An ELISA kit (Shanghai Yanji Biological Technology Ltd., Shanghai, China) was employed to determine the Rubisco (EC 4.1.1.39), FBPase (EC 3.13.11), FBA (EC 4.1.2.13), GAPDH (EC 1.2.1.12) and TK (EC 2.2.1.1) activities, and the extraction approach for these enzymes were modified based on Rao and Terry [78] and Wang et al. [36]. After grounding the frozen leaf samples (0.5 g) to fine powder in a liquid nitrogen with a mortar and pestle, the powder was put into a centrifuge tube and extracted to the precool extraction buffer (5 mL). The centrifugation of enzyme extraction solution was made at 12,000 × g for 15 min at the temperature of 4 oC. The activity assay of Calvin cycle enzymes used the supernatant.
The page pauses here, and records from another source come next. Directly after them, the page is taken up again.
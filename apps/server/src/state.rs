//! Application state - shared across all handlers.

use std::sync::Arc;

use tera::Tera;

use quill_core::ports::{
    AvatarStore, CommentRepository, PostRepository, ProfileRepository, UserRepository,
};
use quill_infra::{
    DbConn, FsAvatarStore, PostgresCommentRepository, PostgresPostRepository,
    PostgresProfileRepository, PostgresUserRepository,
};

use crate::config::AppConfig;

/// Shared application state.
#[derive(Clone)]
pub struct AppState {
    pub users: Arc<dyn UserRepository>,
    pub profiles: Arc<dyn ProfileRepository>,
    pub posts: Arc<dyn PostRepository>,
    pub comments: Arc<dyn CommentRepository>,
    pub avatars: Arc<dyn AvatarStore>,
    pub templates: Arc<Tera>,
}

impl AppState {
    /// Build the application state around one database connection.
    pub fn new(db: DbConn, config: &AppConfig) -> anyhow::Result<Self> {
        let templates = Tera::new(&config.template_glob)
            .map_err(|e| anyhow::anyhow!("Failed to compile templates: {e}"))?;

        tracing::info!(
            templates = templates.get_template_names().count(),
            "Application state initialized"
        );

        Ok(Self {
            users: Arc::new(PostgresUserRepository::new(db.clone())),
            profiles: Arc::new(PostgresProfileRepository::new(db.clone())),
            posts: Arc::new(PostgresPostRepository::new(db.clone())),
            comments: Arc::new(PostgresCommentRepository::new(db)),
            avatars: Arc::new(FsAvatarStore::new(&config.media_root)),
            templates: Arc::new(templates),
        })
    }
}
//! Application configuration loaded from environment variables.

use std::env;
use std::path::PathBuf;

use quill_infra::DatabaseConfig;

/// Application configuration.
#[derive(Debug, Clone)]
pub struct AppConfig {
    pub host: String,
    pub port: u16,
    pub database: DatabaseConfig,
    /// Root directory for uploaded media (avatar images).
    pub media_root: PathBuf,
    /// Glob the Tera templates are compiled from.
    pub template_glob: String,
}

impl AppConfig {
    /// Load configuration from environment variables.
    ///
    /// `DATABASE_URL` is required - every feature of the platform is CRUD
    /// over the store, so there is nothing useful to run without it.
    pub fn from_env() -> anyhow::Result<Self> {
        let url = env::var("DATABASE_URL")
            .map_err(|_| anyhow::anyhow!("DATABASE_URL must be set"))?;

        let database = DatabaseConfig {
            url,
            max_connections: env::var("DB_MAX_CONNECTIONS")
                .ok()
                .and_then(|s| s.parse().ok())
                .unwrap_or(100),
            min_connections: env::var("DB_MIN_CONNECTIONS")
                .ok()
                .and_then(|s| s.parse().ok())
                .unwrap_or(10),
        };

        Ok(Self {
            host: env::var("HOST").unwrap_or_else(|_| "127.0.0.1".to_string()),
            port: env::var("PORT")
                .ok()
                .and_then(|p| p.parse().ok())
                .unwrap_or(8080),
            database,
            media_root: env::var("MEDIA_ROOT")
                .map(PathBuf::from)
                .unwrap_or_else(|_| PathBuf::from("media")),
            template_glob: env::var("TEMPLATE_GLOB").unwrap_or_else(|_| {
                concat!(env!("CARGO_MANIFEST_DIR"), "/templates/**/*.html").to_string()
            }),
        })
    }
}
Afterwards, a microplate absorbance reader (Bio-Tek ELX800, Bio-Tek Instruments, Winooski, VT, USA) was used to determine the activities of the Calvin cycle enzymes under an absorbance of 450 nm based on the instructions of the manufacturer.
The measurement of the protein concentration of each enzyme extraction solution was made based on Bradford [79]. The results of the measurement were showed as U/g of protein.
Gene expression
Quick RNA Isolation Kit was used to extract total RNA according to the supplier’s instructions (Huayueyang Biotech Co., Ltd., Beijing, China). A ReverTra Ace qPCR RT-Kit (Toyobo Bio-Technology, Co., Ltd., Osaka, Japan) was applied to make reverse transcription. Real-time PCR was employed to conduct the gene expression analysis with 18S rRNA as an internal control. The thermal cycler procedure was cycled once for 2 min at the temperature of 94 °C and cycled for 40 times at the temperature of 94 °C for 10 s, 60 °C for 20 s and 72 °C for 30 s. The method described in Livak and Schmittgen was used to analyze relative gene expressions [80]. The specific gene primers used for real-time PCR analysis of the genes involved in the PS complexes are shown in Supplementary Table 1.
Data analysis
The experiment had a totally random design. Values presented are the mean ± standard deviation (SD) of three replicates. One-way variance analysis (ANOVA) was employed to analyze the data, and the differences between the means were tested by Duncan’s multiple range test (P < 0.05). The charts were created using Origin (version 8.5, Microcal Software Inc., Northampton, MA, USA).